The enduring potency of the immigration issue has been apparent since Arizona’s Republican Gov. Jan Brewer signed Senate Bill 1070 in April of 2010. The measure signaled the intention of conservatives at the state and local levels to protest what they considered lax federal enforcement of immigration laws by inducting regular police officers into the unaccustomed role of harassing, detecting and arresting people without citizenship documents. Though portions of the law were immediately struck down by lower federal courts, the measure became a litmus test issue in 2010 congressional and gubernatorial contests around the country, particularly among Republicans.
Copycat legislation was introduced in a host of states, with Utah, Georgia, Indiana, South Carolina and Alabama enacting harsher laws and experiencing mixed results in court challenges. Alabama’s 2011 law, which goes well beyond the Arizona template by seeking to use school officials to identify “illegals,” has attracted national attention by spurring an exodus of undocumented people from the state and damaging the state’s agriculture industry as unharvested crops rot in the fields (as is also occurring in Georgia).
Until the federal courts sort out the various lawsuits and begin to define a permissible state role in the enforcement of federal immigration laws, the furor will mainly serve to keep pressure on Republican politicians to display their “toughness” on the issue.
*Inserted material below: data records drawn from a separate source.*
//! Plays seeded AI-vs-AI games and prints one JSON summary line per game.

use std::fs;

use clap::Parser;
use dice_engine::rng::{ManualClock, RngDice};
use dice_engine::{winner, EngineConfig, GameSession, Variant};
use serde_json::json;
use tracing::{info, warn};

#[derive(Parser)]
#[command(name = "simulate")]
#[command(about = "Run AI-vs-AI dice games and report the results")]
struct Args {
    /// Variant to play (pig, greed, mexico, chicago, balut)
    variant: String,

    /// Number of games to play
    #[arg(short, long, default_value = "1")]
    games: u32,

    /// Base seed; game `n` uses `seed + n`
    #[arg(long, default_value = "1")]
    seed: u64,

    /// JSON engine config
    #[arg(long)]
    config: Option<String>,

    /// Enable verbose logging
    #[arg(short, long)]
    verbose: bool,
}

const MAX_TURNS: u32 = 10_000;

fn main() -> Result<(), Box<dyn std::error::Error>> {
    let args = Args::parse();
    let filter = if args.verbose { "debug" } else { "warn" };
    tracing_subscriber::fmt().with_env_filter(filter).init();

    let variant: Variant = args.variant.parse()?;
    let base = match &args.config {
        Some(path) => EngineConfig::from_json(&fs::read_to_string(path)?)?,
        None => EngineConfig::default(),
    };

    for game in 0..args.games {
        let seed = args.seed.wrapping_add(game as u64);
        let mut config = base.clone();
        config.ai.seed = Some(seed);
        let seats = if variant.is_solo() { 1 } else { config.players };
        let mut session = GameSession::new(variant, config, RngDice::seeded(seed ^ 0x5EED), ManualClock::new(0))?;
        for seat in 0..seats { session = session.with_ai_seat(seat); }

        let mut turns = 0;
        while session.ai_to_move() && turns < MAX_TURNS {
            session.run_ai_turn()?;
            turns += 1;
        }
        if !session.state().is_game_over() {
            warn!(game, turns, "game did not finish");
        }
        info!(game, turns, events = session.events().len(), "game played");

        let state = session.state();
        let totals: Vec<u32> = (0..state.players()).map(|p| state.total_for(p)).collect();
        println!("{}", json!({
            "game": game,
            "seed": seed,
            "variant": variant.name(),
            "turns": turns,
            "finished": state.is_game_over(),
            "winner": winner(state),
            "totals": totals,
            "events": session.events().len()
        }));
    }
    Ok(())
}
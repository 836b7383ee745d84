//! Engine configuration, loadable from JSON. Every field has a default, so
//! `{}` is a valid config.
//!
//! ```json
//! { "players": 3, "mexico_round_seconds": 20, "ai": { "seed": 12345 } }
//! ```

use serde::{Deserialize, Serialize};

use crate::error::{EngineError, EngineResult};
use crate::rules::{CUSTOM_MAX_PLAYERS, MEXICO_ROUND_SECONDS};

#[derive(Debug, Clone, Serialize, Deserialize, PartialEq, Eq)]
#[serde(default)]
pub struct EngineConfig {
    /// Seats for the multiplayer variants. Mexico and Chicago ignore it.
    pub players: usize,
    pub mexico_round_seconds: u32,
    /// Inclusive range the simulated Mexico opponent rolls in.
    pub mexico_opponent_range: (u32, u32),
    pub ai: AiConfig,
}

impl Default for EngineConfig {
    fn default() -> Self {
        EngineConfig {
            players: 2,
            mexico_round_seconds: MEXICO_ROUND_SECONDS,
            mexico_opponent_range: (21, 65),
            ai: AiConfig::default(),
        }
    }
}

#[derive(Debug, Clone, Serialize, Deserialize, PartialEq, Eq)]
#[serde(default)]
pub struct AiConfig {
    /// Seeds the AI and opponent draws; random when absent.
    #[serde(skip_serializing_if = "Option::is_none")]
    pub seed: Option<u64>,
    /// Hard stop for a single AI turn.
    pub max_steps_per_turn: u32,
}

impl Default for AiConfig {
    fn default() -> Self { AiConfig { seed: None, max_steps_per_turn: 64 } }
}

impl EngineConfig {
    pub fn from_json(raw: &str) -> EngineResult<Self> {
        let config: EngineConfig = serde_json::from_str(raw).map_err(|e| EngineError::Config(e.to_string()))?;
        config.validate()?;
        Ok(config)
    }

    pub fn validate(&self) -> EngineResult<()> {
        if !(2..=CUSTOM_MAX_PLAYERS).contains(&self.players) {
            return Err(EngineError::Config(format!("players must be 2..={CUSTOM_MAX_PLAYERS}, got {}", self.players)));
        }
        if self.mexico_round_seconds == 0 {
            return Err(EngineError::Config("mexico_round_seconds must be positive".into()));
        }
        let (low, high) = self.mexico_opponent_range;
        if low > high {
            return Err(EngineError::Config(format!("mexico_opponent_range {low}..={high} is empty")));
        }
        if self.ai.max_steps_per_turn == 0 {
            return Err(EngineError::Config("ai.max_steps_per_turn must be positive".into()));
        }
        Ok(())
    }
}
It will also draw fresh attention to the collapse of Bush-era efforts to enact comprehensive immigration reform that includes a path to citizenship for the roughly 11 million undocumented people already in the country.
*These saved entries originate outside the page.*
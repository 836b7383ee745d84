pub mod bot;
pub mod config;
pub mod error;
pub mod games;
pub mod model;
pub mod rng;
pub mod rules;
pub mod session;

pub use config::{AiConfig, EngineConfig};
pub use error::{EngineError, EngineResult};
pub use model::*;
pub use session::GameSession;

use games::{balut, chicago, custom, greed, mexico, pig};
use serde_json::json;
use tracing::debug;

pub fn initialize_game(variant: Variant, config: &EngineConfig) -> GameState {
    debug!(%variant, players = config.players, "new game");
    match variant {
        Variant::Pig => GameState::Pig(pig::initialize(config.players)),
        Variant::Greed => GameState::Greed(greed::initialize(config.players)),
        Variant::Mexico => GameState::Mexico(mexico::initialize(config.mexico_round_seconds)),
        Variant::Chicago => GameState::Chicago(chicago::initialize()),
        Variant::Balut => GameState::Balut(balut::initialize(config.players)),
        Variant::Custom => GameState::Custom(custom::initialize(config.players)),
    }
}

fn pass_or_end(state: &GameState, from: PlayerId) -> Event {
    if state.is_game_over() {
        Event::new(EventType::GameEnd, json!({ "winner": winner(state), "totals": totals(state) }))
    } else {
        Event::new(EventType::Pass, json!({ "from": from, "to": state.current_player() }))
    }
}

fn totals(state: &GameState) -> Vec<u32> {
    (0..state.players()).map(|p| state.total_for(p)).collect()
}

/// Applies one action and reports what happened. The input state is never
/// modified; rejected actions leave no trace.
pub fn apply(state: &GameState, action: &Action) -> EngineResult<(GameState, Vec<Event>)> {
    debug!(variant = %state.variant(), action = action.name(), "apply");
    let unsupported = || EngineError::UnsupportedAction { variant: state.variant(), action: action.name() };
    let mut events = Vec::new();

    let next = match (state, action) {
        (GameState::Pig(s), Action::Roll { dice, .. }) => {
            rules::check_dice(Variant::Pig, dice, 1, 1)?;
            let player = s.current_player_index;
            let n = pig::handle_turn(s, dice[0])?;
            events.push(Event::new(EventType::Roll, json!({ "player": player, "dice": dice, "turnScore": n.current_turn_score })));
            if dice[0] == rules::PIG_BUST_FACE {
                events.push(Event::new(EventType::Bust, json!({ "player": player, "lost": s.current_turn_score })));
                events.push(Event::new(EventType::Pass, json!({ "from": player, "to": n.current_player_index })));
            }
            GameState::Pig(n)
        }
        (GameState::Pig(s), Action::Bank) => {
            let player = s.current_player_index;
            let next = GameState::Pig(pig::bank_score(s)?);
            events.push(Event::new(EventType::Bank, json!({ "player": player, "banked": s.current_turn_score, "total": next.total_for(player) })));
            events.push(pass_or_end(&next, player));
            next
        }

        (GameState::Greed(s), Action::Roll { dice, held }) => {
            let player = s.current_player_index;
            let n = greed::handle_turn(s, dice, held)?;
            if n != *s {
                events.push(Event::new(EventType::Roll, json!({
                    "player": player, "dice": dice, "held": held,
                    "scoring": n.scoring_dice, "turnScore": n.current_turn_score
                })));
                if greed::is_bust(s, &n) {
                    events.push(Event::new(EventType::Bust, json!({ "player": player, "lost": s.current_turn_score })));
                } else if greed::is_hot_dice(s, &n) {
                    events.push(Event::new(EventType::HotDice, json!({ "player": player, "turnScore": n.current_turn_score })));
                }
            }
            GameState::Greed(n)
        }
        (GameState::Greed(s), Action::Bank) => {
            let player = s.current_player_index;
            let n = greed::bank_score(s)?;
            let committed = n.round_history.last().copied().unwrap_or(0);
            let next = GameState::Greed(n);
            events.push(Event::new(EventType::Bank, json!({
                "player": player, "turnScore": s.current_turn_score,
                "committed": committed, "total": next.total_for(player)
            })));
            events.push(pass_or_end(&next, player));
            next
        }

        (GameState::Mexico(s), Action::StartRound { now_ms }) => {
            let n = mexico::start_round(s, *now_ms)?;
            if !s.is_timer_running {
                events.push(Event::new(EventType::RoundAdvanced, json!({ "round": n.current_round_number, "seconds": n.round_time_seconds })));
            }
            GameState::Mexico(n)
        }
        (GameState::Mexico(s), Action::Roll { dice, .. }) => {
            let n = mexico::handle_turn(s, dice)?;
            let score = n.round_scores.last().copied().unwrap_or(0);
            events.push(Event::new(EventType::Roll, json!({ "round": n.current_round_number, "dice": dice, "score": score })));
            GameState::Mexico(n)
        }
        (GameState::Mexico(s), Action::Tick { now_ms }) => {
            let (n, expired) = mexico::tick(s, *now_ms)?;
            if expired {
                events.push(Event::new(EventType::RoundExpired, json!({ "round": n.current_round_number, "best": mexico::best_round_score(&n) })));
            }
            GameState::Mexico(n)
        }
        (GameState::Mexico(s), Action::Bank) => {
            let n = mexico::stand(s)?;
            events.push(Event::new(EventType::RoundExpired, json!({ "round": n.current_round_number, "best": mexico::best_round_score(&n), "stood": true })));
            GameState::Mexico(n)
        }
        (GameState::Mexico(s), Action::EndRound { opponent_score }) => {
            let n = mexico::end_round(s, *opponent_score)?;
            let ty = if n.lives < s.lives { EventType::RoundLost } else { EventType::RoundWon };
            events.push(Event::new(ty, json!({
                "round": s.current_round_number, "best": mexico::best_round_score(s),
                "opponentScore": opponent_score, "lives": n.lives
            })));
            if n.is_game_over {
                events.push(Event::new(EventType::GameEnd, json!({ "highestScore": n.highest_score, "lives": n.lives })));
            }
            GameState::Mexico(n)
        }

        (GameState::Chicago(s), Action::Roll { dice, .. }) => {
            let n = chicago::handle_turn(s, dice)?;
            let points = if n.has_scored && !s.has_scored { n.round_score } else { 0 };
            events.push(Event::new(EventType::Roll, json!({ "round": s.current_round, "dice": dice, "points": points })));
            GameState::Chicago(n)
        }
        (GameState::Chicago(s), Action::Bank) => {
            let n = chicago::advance_round(s)?;
            if n.is_game_over {
                events.push(Event::new(EventType::GameEnd, json!({ "total": n.total_score, "rounds": n.round_scores })));
            } else {
                events.push(Event::new(EventType::RoundAdvanced, json!({ "finished": s.current_round, "points": s.round_score, "round": n.current_round })));
            }
            GameState::Chicago(n)
        }

        (GameState::Balut(s), Action::Roll { dice, held }) => {
            let n = balut::handle_turn(s, dice, held)?;
            if n != *s {
                events.push(Event::new(EventType::Roll, json!({
                    "player": s.current_player_index, "dice": dice, "held": held, "rollsLeft": n.rolls_left
                })));
            }
            GameState::Balut(n)
        }
        (GameState::Balut(s), Action::ScoreCategory { dice, category }) => {
            let player = s.current_player_index;
            let n = balut::score_category(s, dice, *category)?;
            let points = n.player_scores.get(&player).and_then(|c| c.get(category)).copied().unwrap_or(0);
            let round = n.current_round;
            let advanced = round != s.current_round && !n.is_game_over;
            let next = GameState::Balut(n);
            events.push(Event::new(EventType::CategoryScored, json!({
                "player": player, "category": category, "points": points, "total": next.total_for(player)
            })));
            if advanced {
                events.push(Event::new(EventType::RoundAdvanced, json!({ "round": round })));
            }
            events.push(pass_or_end(&next, player));
            next
        }

        (GameState::Custom(s), Action::Roll { dice, .. }) => {
            let n = custom::handle_turn(s, dice)?;
            let total: u32 = dice.iter().map(|&f| f as u32).sum();
            events.push(Event::new(EventType::Roll, json!({ "dice": dice, "total": total })));
            GameState::Custom(n)
        }
        (GameState::Custom(s), edit) => {
            let n = match edit {
                Action::AddPlayer => custom::add_player(s)?,
                Action::RenamePlayer { player, name } => custom::update_player_name(s, *player, name)?,
                Action::AddScore { player, points } => custom::add_score(s, *player, *points)?,
                Action::AddNote { player, note } => custom::add_note(s, *player, note)?,
                Action::SetDiceCount { count } => custom::set_dice_count(s, *count)?,
                Action::SetGameName { name } => custom::set_game_name(s, name),
                Action::ResetScores => custom::reset_scores(s),
                _ => return Err(unsupported()),
            };
            events.push(Event::new(EventType::BoardEdited, json!({ "edit": edit.name(), "action": edit })));
            GameState::Custom(n)
        }

        _ => return Err(unsupported()),
    };
    Ok((next, events))
}

pub fn winner(state: &GameState) -> Option<PlayerId> {
    match state {
        GameState::Pig(s) => pig::winner(s),
        GameState::Greed(s) => greed::winner(s),
        GameState::Balut(s) => balut::winner(s),
        GameState::Mexico(_) | GameState::Chicago(_) | GameState::Custom(_) => None,
    }
}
In the crossfire of this controversy are Hispanic Americans, who are alternating between fearful rejection of Republican anti-immigrant rhetoric and deep frustration at the failure of the Obama administration and the Democratic Party to promote comprehensive reform.
The firestorm set off by Arizona showed that the grass-roots conservative rejection of prior Republican support for a “path to citizenship” — known simply and bitterly as “amnesty” on the right — associated with both George W. Bush and Arizona’s own John McCain, has if anything intensified despite the recession, the drop-off in the number of illegals entering the country and stepped-up federal enforcement measures.
If there was any doubt that comprehensive immigration reform had joined other elements of Bush’s “compassionate conservatism” on the dustbin of political history, it should have been laid to rest by the recent experience of one-time GOP presidential front-runner Rick Perry of Texas. Perry’s support for what was once a non-controversial program that enabled undocumented immigrant children graduating from Texas high schools to obtain in-state tuition rates at public colleges destroyed much of his base of support among conservative voters. The fact that Perry’s attempt at a comeback began with a harsh attack on Mitt Romney’s alleged employment of undocumented workers in a landscaping project at his own home shows the Texan’s tardy understanding that the immigration issue was his most important albatross.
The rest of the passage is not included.